Elles sont toujours là, occupant un plateau de 240 hectares perché à 3700 mètres d'altitude: des groupes d'édifices parfois monumentaux, avec des murs de pierre arrondis, de 10 à 15 mètres de haut. Voire davantage, tant les remblais, la terre accumulée sur des siècles, masquent encore les proportions.

«J'ai vu des endroits très impressionnants dans ma vie, et celui-là en fait partie», déclare le Britannique John Hurd, consultant auprès de l'ONG Global Heritage Fund (GHF), qui défend le patrimoine des pays en développement.

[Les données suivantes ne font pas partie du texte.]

// ============================================================
// EQUIPMENT ANALYTICS USE CASE
// ============================================================
// Orchestrate staging, validation, aggregation, retention, and reporting

use std::path::Path;
use std::sync::Arc;
use std::time::Instant;

use chrono::{DateTime, Utc};
use tracing::{error, info, warn};
use uuid::Uuid;

use super::history_store::HistoryStore;
use super::statistics::aggregate;
use crate::domain::error::{AppError, Result};
use crate::domain::summary::{CategoryCount, Summary};
use crate::domain::upload::{BlobRef, HistoryEntry, OwnerId, UploadRecord};
use crate::infrastructure::config::AppConfig;
use crate::infrastructure::csv::DatasetLoader;
use crate::infrastructure::db::{HistoryRepository, SqliteHistoryRepository};
use crate::infrastructure::report::ReportRenderer;
use crate::infrastructure::storage::{BlobStore, FsBlobStore};

const ALLOWED_EXTENSION: &str = "csv";

/// Validate → aggregate → retain → render pipeline.
///
/// Every call is synchronous. Uploads for different owners may run
/// concurrently; uploads for the same owner are not coordinated.
pub struct EquipmentAnalytics {
    config: AppConfig,
    loader: DatasetLoader,
    history: HistoryStore,
    blobs: Arc<dyn BlobStore>,
    renderer: ReportRenderer,
}

impl EquipmentAnalytics {
    pub fn new(
        config: AppConfig,
        repository: Arc<dyn HistoryRepository>,
        blobs: Arc<dyn BlobStore>,
    ) -> Result<Self> {
        config.validate()?;
        let history = HistoryStore::new(repository, blobs.clone(), config.max_history)?;

        Ok(Self {
            config,
            loader: DatasetLoader::new(),
            history,
            blobs,
            renderer: ReportRenderer::new(),
        })
    }

    /// Filesystem-backed pipeline rooted at `config.data_dir`.
    pub fn from_config(config: AppConfig) -> Result<Self> {
        let blobs = FsBlobStore::new(&config.data_dir)?;
        let repository = SqliteHistoryRepository::open(blobs.layout().history_db_path())?;
        info!(
            data_dir = %config.data_dir.display(),
            max_history = config.max_history,
            "Equipment analytics initialized"
        );
        Self::new(config, Arc::new(repository), Arc::new(blobs))
    }

    pub fn config(&self) -> &AppConfig {
        &self.config
    }

    pub fn history_store(&self) -> &HistoryStore {
        &self.history
    }

    /// Upload a dataset stamped with the current time.
    pub fn upload(&self, owner: &OwnerId, filename: &str, bytes: &[u8]) -> Result<UploadRecord> {
        self.upload_at(owner, filename, bytes, Utc::now())
    }

    /// Stage, validate, aggregate, and admit one dataset.
    ///
    /// Any failure after staging deletes the staged file before the error
    /// is returned; no record is admitted.
    pub fn upload_at(
        &self,
        owner: &OwnerId,
        filename: &str,
        bytes: &[u8],
        requested_at: DateTime<Utc>,
    ) -> Result<UploadRecord> {
        let start = Instant::now();
        self.check_admission(filename, bytes)?;

        let staged = self.blobs.put(owner, filename, bytes)?;

        match self.process_staged(owner, filename, &staged, requested_at) {
            Ok(record) => {
                info!(
                    owner = %owner,
                    record_id = %record.id,
                    rows = record.summary.total_count,
                    elapsed_ms = start.elapsed().as_millis() as u64,
                    "Dataset upload completed"
                );
                Ok(record)
            }
            Err(e) => {
                if let Err(cleanup) = self.blobs.delete(&staged) {
                    warn!(
                        error = %cleanup,
                        file_reference = %staged,
                        "Failed to delete staged dataset"
                    );
                }
                error!(error = %e, owner = %owner, filename, "Dataset upload rejected");
                Err(e)
            }
        }
    }

    fn check_admission(&self, filename: &str, bytes: &[u8]) -> Result<()> {
        let is_csv = Path::new(filename)
            .extension()
            .and_then(|ext| ext.to_str())
            .map(|ext| ext.eq_ignore_ascii_case(ALLOWED_EXTENSION))
            .unwrap_or(false);
        if !is_csv {
            return Err(AppError::ValidationError(format!(
                "Only CSV files are allowed: {}",
                filename
            )));
        }

        if bytes.len() as u64 > self.config.max_upload_bytes {
            return Err(AppError::ValidationError(format!(
                "File size {} bytes exceeds the {} byte limit",
                bytes.len(),
                self.config.max_upload_bytes
            )));
        }

        Ok(())
    }

    fn process_staged(
        &self,
        owner: &OwnerId,
        filename: &str,
        staged: &BlobRef,
        requested_at: DateTime<Utc>,
    ) -> Result<UploadRecord> {
        let raw = self.blobs.read(staged)?;
        let dataset = self.loader.validate(&raw)?;
        let summary = aggregate(&dataset);
        self.history
            .admit(owner, staged.clone(), filename, summary, requested_at)
    }

    /// Validate and aggregate without staging or retaining anything.
    pub fn analyze(&self, bytes: &[u8]) -> Result<Summary> {
        let dataset = self.loader.validate(bytes)?;
        Ok(aggregate(&dataset))
    }

    /// Summary of the owner's most recent upload.
    pub fn latest_summary(&self, owner: &OwnerId) -> Result<Summary> {
        Ok(self.history.latest(owner)?.summary)
    }

    pub fn latest_distribution(&self, owner: &OwnerId) -> Result<Vec<CategoryCount>> {
        Ok(self.history.latest(owner)?.summary.distribution)
    }

    /// Newest-first history listing.
    pub fn history(&self, owner: &OwnerId) -> Result<Vec<HistoryEntry>> {
        self.history.list(owner)
    }

    /// PDF report for the owner's most recent upload.
    pub fn report(&self, owner: &OwnerId) -> Result<Vec<u8>> {
        let record = self.history.latest(owner)?;
        self.render_record(&record, Utc::now())
    }

    /// PDF report with an explicit render time.
    pub fn report_at(&self, owner: &OwnerId, rendered_at: DateTime<Utc>) -> Result<Vec<u8>> {
        let record = self.history.latest(owner)?;
        self.render_record(&record, rendered_at)
    }

    fn render_record(&self, record: &UploadRecord, rendered_at: DateTime<Utc>) -> Result<Vec<u8>> {
        self.renderer.render_at(
            &record.dataset_filename,
            &record.uploaded_at.to_rfc3339(),
            &record.summary,
            &record.summary.distribution,
            rendered_at,
        )
    }

    /// Delete one of the owner's uploads together with its raw file.
    pub fn delete_upload(&self, owner: &OwnerId, id: Uuid) -> Result<()> {
        let record = self.history.get(id)?;
        if &record.owner != owner {
            return Err(AppError::NotFound(format!("Upload record not found: {}", id)));
        }
        self.history.delete(&record)?;
        info!(owner = %owner, record_id = %id, "Deleted upload");
        Ok(())
    }
}
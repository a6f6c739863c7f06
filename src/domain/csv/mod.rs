// ============================================================
// EQUIPMENT DATASET DOMAIN
// ============================================================
// Core types and value objects for validated equipment datasets
// No I/O, no async

mod equipment_row;
mod schema;

pub use equipment_row::{Dataset, EquipmentRow};
pub use schema::{
    is_missing_marker, NumericColumn, COLUMN_NAME, COLUMN_TYPE, MISSING_VALUE_MARKERS,
    REQUIRED_COLUMNS,
};
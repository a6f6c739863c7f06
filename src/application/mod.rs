pub mod use_cases;

pub use use_cases::equipment_analytics::EquipmentAnalytics;
pub use use_cases::history_store::HistoryStore;
pub use use_cases::statistics::aggregate;
pub use use_cases::upload_task::UploadTask;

«Ce qui m'a frappé surtout, c'était l'incroyable transparence de l'ensemble: c'était très ouvert, comme un message public, construit pour impressionner, pour démontrer le pouvoir d'une dynastie, j'imagine.»

Patrimoine mondial

Centre politique et religieux sans doute, contemporain de la civilisation Wari au sud, Marcahuamachuco rayonna sur le nord du Pérou et de l'Équateur actuels. On y parlait le culli, la langue de la région, quasi disparue au XXe siècle.

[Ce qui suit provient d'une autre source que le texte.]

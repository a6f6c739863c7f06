// ============================================================
// PDF WRITER
// ============================================================
// Content stream operators and document assembly on top of lopdf

use lopdf::content::{Content, Operation};
use lopdf::{dictionary, Dictionary, Document, Object, Stream};

use super::styles::{encode_win_ansi, Color, Font, PageGeometry};
use crate::domain::error::{AppError, Result};

fn real(value: f32) -> Object {
    Object::from(value)
}

/// Baseline anchor for a text run.
#[derive(Debug, Clone, Copy, PartialEq, Eq)]
pub enum Anchor {
    Start,
    Middle,
    End,
}

/// JPEG image placed as a `DCTDecode` XObject.
#[derive(Debug, Clone)]
pub struct JpegImage {
    pub data: Vec<u8>,
    pub width: u32,
    pub height: u32,
}

/// Operators and images for one page.
#[derive(Debug, Default)]
pub struct PageCanvas {
    operations: Vec<Operation>,
    images: Vec<(String, JpegImage)>,
}

impl PageCanvas {
    pub fn new() -> Self {
        Self::default()
    }

    pub fn operations(&self) -> &[Operation] {
        &self.operations
    }

    pub fn fill_rect(&mut self, x: f32, y: f32, width: f32, height: f32, color: Color) {
        let [r, g, b] = color.unit();
        self.operations.extend([
            Operation::new("rg", vec![real(r), real(g), real(b)]),
            Operation::new("re", vec![real(x), real(y), real(width), real(height)]),
            Operation::new("f", vec![]),
        ]);
    }

    pub fn stroke_rect(&mut self, x: f32, y: f32, width: f32, height: f32, line: f32, color: Color) {
        let [r, g, b] = color.unit();
        self.operations.extend([
            Operation::new("w", vec![real(line)]),
            Operation::new("RG", vec![real(r), real(g), real(b)]),
            Operation::new("re", vec![real(x), real(y), real(width), real(height)]),
            Operation::new("S", vec![]),
        ]);
    }

    pub fn line(&mut self, from: (f32, f32), to: (f32, f32), line: f32, color: Color) {
        let [r, g, b] = color.unit();
        self.operations.extend([
            Operation::new("w", vec![real(line)]),
            Operation::new("RG", vec![real(r), real(g), real(b)]),
            Operation::new("m", vec![real(from.0), real(from.1)]),
            Operation::new("l", vec![real(to.0), real(to.1)]),
            Operation::new("S", vec![]),
        ]);
    }

    /// Draw a single text run with its baseline anchor at `(x, y)`, rotated
    /// counter-clockwise by `rotation` degrees.
    #[allow(clippy::too_many_arguments)]
    pub fn text(
        &mut self,
        text: &str,
        x: f32,
        y: f32,
        font: Font,
        size: f32,
        color: Color,
        anchor: Anchor,
        rotation: f32,
    ) {
        let width = font.text_width(text, size);
        let offset = match anchor {
            Anchor::Start => 0.0,
            Anchor::Middle => width / 2.0,
            Anchor::End => width,
        };

        let (sin, cos) = rotation.to_radians().sin_cos();
        let start_x = x - offset * cos;
        let start_y = y - offset * sin;
        let [r, g, b] = color.unit();

        self.operations.extend([
            Operation::new("BT", vec![]),
            Operation::new(
                "Tf",
                vec![Object::Name(font.resource_name().as_bytes().to_vec()), real(size)],
            ),
            Operation::new("rg", vec![real(r), real(g), real(b)]),
            Operation::new(
                "Tm",
                vec![real(cos), real(sin), real(-sin), real(cos), real(start_x), real(start_y)],
            ),
            Operation::new("Tj", vec![Object::string_literal(encode_win_ansi(text))]),
            Operation::new("ET", vec![]),
        ]);
    }

    /// Place `image` with its lower-left corner at `(x, y)`.
    pub fn image(&mut self, image: JpegImage, x: f32, y: f32, width: f32, height: f32) {
        let name = format!("Im{}", self.images.len() + 1);
        self.operations.extend([
            Operation::new("q", vec![]),
            Operation::new(
                "cm",
                vec![real(width), real(0.0), real(0.0), real(height), real(x), real(y)],
            ),
            Operation::new("Do", vec![Object::Name(name.as_bytes().to_vec())]),
            Operation::new("Q", vec![]),
        ]);
        self.images.push((name, image));
    }
}

/// Assemble pages into a complete, uncompressed PDF.
pub fn write_document(pages: Vec<PageCanvas>, geometry: PageGeometry, title: &str) -> Result<Vec<u8>> {
    let mut doc = Document::with_version("1.5");
    let pages_id = doc.new_object_id();

    let mut fonts = Dictionary::new();
    for font in Font::ALL {
        let font_id = doc.add_object(dictionary! {
            "Type" => "Font",
            "Subtype" => "Type1",
            "BaseFont" => font.base_font(),
            "Encoding" => "WinAnsiEncoding",
        });
        fonts.set(font.resource_name(), font_id);
    }
    let fonts_id = doc.add_object(fonts);

    let media_box = vec![
        Object::Integer(0),
        Object::Integer(0),
        real(geometry.width),
        real(geometry.height),
    ];

    let mut kids = Vec::with_capacity(pages.len());
    for page in pages {
        let has_images = !page.images.is_empty();
        let mut xobjects = Dictionary::new();
        for (name, image) in page.images {
            let dict = dictionary! {
                "Type" => "XObject",
                "Subtype" => "Image",
                "Width" => image.width as i64,
                "Height" => image.height as i64,
                "ColorSpace" => "DeviceRGB",
                "BitsPerComponent" => 8i64,
                "Filter" => "DCTDecode",
            };
            let image_id = doc.add_object(Stream::new(dict, image.data));
            xobjects.set(name, image_id);
        }

        let content = Content {
            operations: page.operations,
        };
        let encoded = content
            .encode()
            .map_err(|e| AppError::Internal(format!("Failed to encode page content: {}", e)))?;
        let content_id = doc.add_object(Stream::new(Dictionary::new(), encoded));

        let mut resources = dictionary! {
            "Font" => fonts_id,
        };
        if has_images {
            resources.set("XObject", xobjects);
        }

        let page_id = doc.add_object(dictionary! {
            "Type" => "Page",
            "Parent" => pages_id,
            "MediaBox" => media_box.clone(),
            "Contents" => content_id,
            "Resources" => resources,
        });
        kids.push(Object::Reference(page_id));
    }

    let page_count = kids.len() as i64;
    doc.objects.insert(
        pages_id,
        Object::Dictionary(dictionary! {
            "Type" => "Pages",
            "Kids" => kids,
            "Count" => page_count,
        }),
    );

    let catalog_id = doc.add_object(dictionary! {
        "Type" => "Catalog",
        "Pages" => pages_id,
    });
    let info_id = doc.add_object(dictionary! {
        "Title" => Object::string_literal(encode_win_ansi(title)),
        "Producer" => Object::string_literal("Equipment Analytics"),
    });
    doc.trailer.set("Root", catalog_id);
    doc.trailer.set("Info", info_id);

    let mut buffer = Vec::new();
    doc.save_to(&mut buffer)
        .map_err(|e| AppError::Internal(format!("Failed to write PDF: {}", e)))?;
    Ok(buffer)
}

#[cfg(test)]
mod tests {
    use super::*;

    #[test]
    fn test_text_anchor_shifts_start() {
        let mut canvas = PageCanvas::new();
        canvas.text("10", 100.0, 50.0, Font::Regular, 10.0, Color::BLACK, Anchor::End, 0.0);

        let tm = canvas
            .operations()
            .iter()
            .find(|op| op.operator == "Tm")
            .unwrap();
        let start_x = match tm.operands[4] {
            Object::Real(value) => value as f32,
            ref other => panic!("unexpected operand {other:?}"),
        };
        assert!((start_x - (100.0 - 11.12)).abs() < 1e-3);
    }

    #[test]
    fn test_write_document_loads_back() {
        let mut first = PageCanvas::new();
        first.text("Hello", 72.0, 700.0, Font::Bold, 12.0, Color::BLACK, Anchor::Start, 0.0);
        let mut second = PageCanvas::new();
        second.line((72.0, 400.0), (540.0, 400.0), 1.0, Color::GREY);

        let bytes = write_document(vec![first, second], PageGeometry::LETTER, "Test").unwrap();
        assert!(bytes.starts_with(b"%PDF-1.5"));

        let doc = Document::load_mem(&bytes).unwrap();
        assert_eq!(doc.get_pages().len(), 2);
    }
}
use tracing_subscriber::EnvFilter;

/// Install the global fmt subscriber.
///
/// `RUST_LOG` takes precedence over `default_filter`. Calling this more than
/// once is harmless; later calls leave the first subscriber in place.
pub fn init_tracing(default_filter: &str) {
    let filter =
        EnvFilter::try_from_default_env().unwrap_or_else(|_| EnvFilter::new(default_filter));

    let _ = tracing_subscriber::fmt()
        .with_env_filter(filter)
        .with_target(false)
        .try_init();
}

Marcahuamachuco - en quechua, «peuple des hommes au bonnet (en forme) de faucon - est l'objet d'études depuis les années 1900. Mais jamais le site n'a joui d'un grand projet susceptible d'enrayer sa dégradation. Depuis des siècles, des locaux ont extrait des pierres, travaillées, polies, pour faire des clôtures, bâtir leur logis, voire le décorer.

«Il y a quelques années, une famille a rendu une tête en pierre, qu'elle gardait depuis des années dans sa maison et qui lui prenait trop d'espace», raconte Luis Alberto Rebaza, maire de la ville voisine de Huamachuco.

«Ces lieux ont été pillés, mais le peu de restes humains encore à trouver seront analysés avec l'aide technique du GHF», dit Vizconde d'un secteur qui renferma des sépultures, clés potentielles.

Longtemps dans l'ombre du célébrissime Machu Picchu, l'un des sites les plus visités des Amériques, Marcahuamachuco se prépare à une deuxième vie, après avoir été «adopté» cette année par le Global Heritage Fund.

Un partenariat avec le gouvernement péruvien prévoit une aide scientifique, pour étudier, conserver et habiliter Marcahuamachuco pour un tourisme viable. Objectif avoué: l'inscription au Patrimoine mondial de l'UNESCO, dont le Pérou possède déjà 11 sites.

Marcahuamachuco y rejoindrait le dernier inscrit (2009): Caral, la plus ancienne cité-civilisation des Amériques du haut de ses 5000 ans. Et confirmerait l'effort récent du Pérou pour à la fois préserver ses hauts lieux archéologiques et diversifier son tourisme, évitant ainsi une hyper dépendance, - et une surexploitation - de son joyau, le Machu Picchu.